Did you know there is one big secret to a successful fitness routine. This secret will keep you from getting hurt while training and guarantee that you will continue to improve in strength and fitness.
The secret is not some new theory or fad to burn more calories or a new piece of exercise equipment, or magic diet that melts pounds off your body. The secret is simple and has been around as long as people have been exercising. The secret to a successful fitness routine is always using good form when you
exercise.
Last week we looked at 22 mistakes that can hold you back from achieving your strength training goals. This week we are going to go a little deeper in to form
mistakes.
Good form is the basic building block in a fitness routine. Good form decreases the chance that you will get hurt doing exercise and sets you up to perform optimally both in the short and long-term. Good form simple means putting the body in the best position to perform an
exercise. Think of good form as having the best posture and engaging the proper muscle groups during any exercise.
We usually teach three basic cues to help our clients understand the proper position for good form in any exercise. The three cues we use are pinch, brace and squeeze.
Pinch the shoulder blades together, brace the abdominal and low back muscles and squeeze the glutes.

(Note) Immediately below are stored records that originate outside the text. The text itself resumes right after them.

//! Main application router.

use crate::{
    controllers::{health_controller, user_controller},
    middleware::logging_middleware,
    openapi::ApiDoc,
    state::AppState,
};
use axum::{http::HeaderValue, middleware, Router};
use tower_http::{
    cors::{AllowOrigin, Any, CorsLayer},
    timeout::TimeoutLayer,
    trace::TraceLayer,
};
use tracing::{info, warn};
use userhub_config::ServerConfig;
use utoipa::OpenApi;
use utoipa_swagger_ui::SwaggerUi;

/// Path of the Swagger UI.
pub const SWAGGER_UI_PATH: &str = "/api";

/// Path of the generated OpenAPI document.
pub const OPENAPI_JSON_PATH: &str = "/api-docs/openapi.json";

/// Creates the main application router.
pub fn create_router(state: AppState, server_config: &ServerConfig) -> Router {
    let cors = create_cors_layer(server_config);

    let router = Router::new()
        .merge(health_controller::router())
        .merge(user_controller::router())
        .with_state(state)
        .merge(SwaggerUi::new(SWAGGER_UI_PATH).url(OPENAPI_JSON_PATH, ApiDoc::openapi()))
        .layer(TimeoutLayer::new(server_config.request_timeout()))
        .layer(cors)
        .layer(TraceLayer::new_for_http())
        .layer(middleware::from_fn(logging_middleware));

    info!("Router created with REST endpoints and Swagger UI at {}", SWAGGER_UI_PATH);
    router
}

/// Creates a CORS layer based on server configuration.
fn create_cors_layer(server_config: &ServerConfig) -> CorsLayer {
    if !server_config.cors_enabled {
        return CorsLayer::new();
    }

    if server_config.cors_origins.iter().any(|o| o == "*") {
        return CorsLayer::permissive();
    }

    let origins: Vec<HeaderValue> = server_config
        .cors_origins
        .iter()
        .filter_map(|origin| match origin.parse::<HeaderValue>() {
            Ok(value) => Some(value),
            Err(e) => {
                warn!("Ignoring invalid CORS origin '{}': {}", origin, e);
                None
            }
        })
        .collect();

    CorsLayer::new()
        .allow_origin(AllowOrigin::list(origins))
        .allow_methods(Any)
        .allow_headers(Any)
}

Pinch refers to pinching the shoulder blades together as though you were trying to hold a pencil in place. To pinch properly, you need to be able to retract the shoulders and elevate the
chest.
To brace, think of how you would react to someone trying to punch you in the stomach. You automatically brace the abdominals in anticipation of getting hit. Bracing is different from pushing the stomach out or hollowing the abdominal cavity. Neither of theses provides as much
protection as bracing. The abdominals and low back form a natural corset or belt around the middle of the body to help keep you stable and protect you from injury.

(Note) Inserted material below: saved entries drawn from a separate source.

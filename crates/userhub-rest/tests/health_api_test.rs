//! Router-level tests for health and documentation endpoints.

mod common;

use common::{app, broken_app, send};

#[tokio::test]
async fn test_health() {
    let (status, body) = send(&app(), "GET", "/health", None).await;
    assert_eq!(status, 200);
    assert_eq!(body["status"], "healthy");
    assert!(body["version"].is_string());
}

#[tokio::test]
async fn test_ready_when_dependencies_are_up() {
    let (status, body) = send(&app(), "GET", "/ready", None).await;
    assert_eq!(status, 200);
    assert_eq!(body["status"], "ready");
    assert_eq!(body["components"][0]["name"], "cache");
    assert_eq!(body["components"][0]["status"], "healthy");
}

#[tokio::test]
async fn test_not_ready_when_a_dependency_is_down() {
    let (status, body) = send(&broken_app(), "GET", "/ready", None).await;
    assert_eq!(status, 503);
    assert_eq!(body["status"], "not_ready");
    assert_eq!(body["components"][0]["status"], "unhealthy");
}

#[tokio::test]
async fn test_openapi_document_is_served() {
    let (status, body) = send(&app(), "GET", "/api-docs/openapi.json", None).await;
    assert_eq!(status, 200);
    assert!(body["paths"]["/users/{id}"].is_object());
}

Squeezing means tightening your glutes, (butt), muscles. Squeezing the glutes activates these muscles to keep the spine from
curving forward. Squeezing the glutes and bracing the abs and lower back will decrease the chances that your low back has to take on excessive loads while lifting weights or doing bodyweight exercises.
There is so much more to good form that we will go into as we continue to examine
mistakes that people make in the gym. In the meantime, remember to “Pinch, Squeeze and Brace.”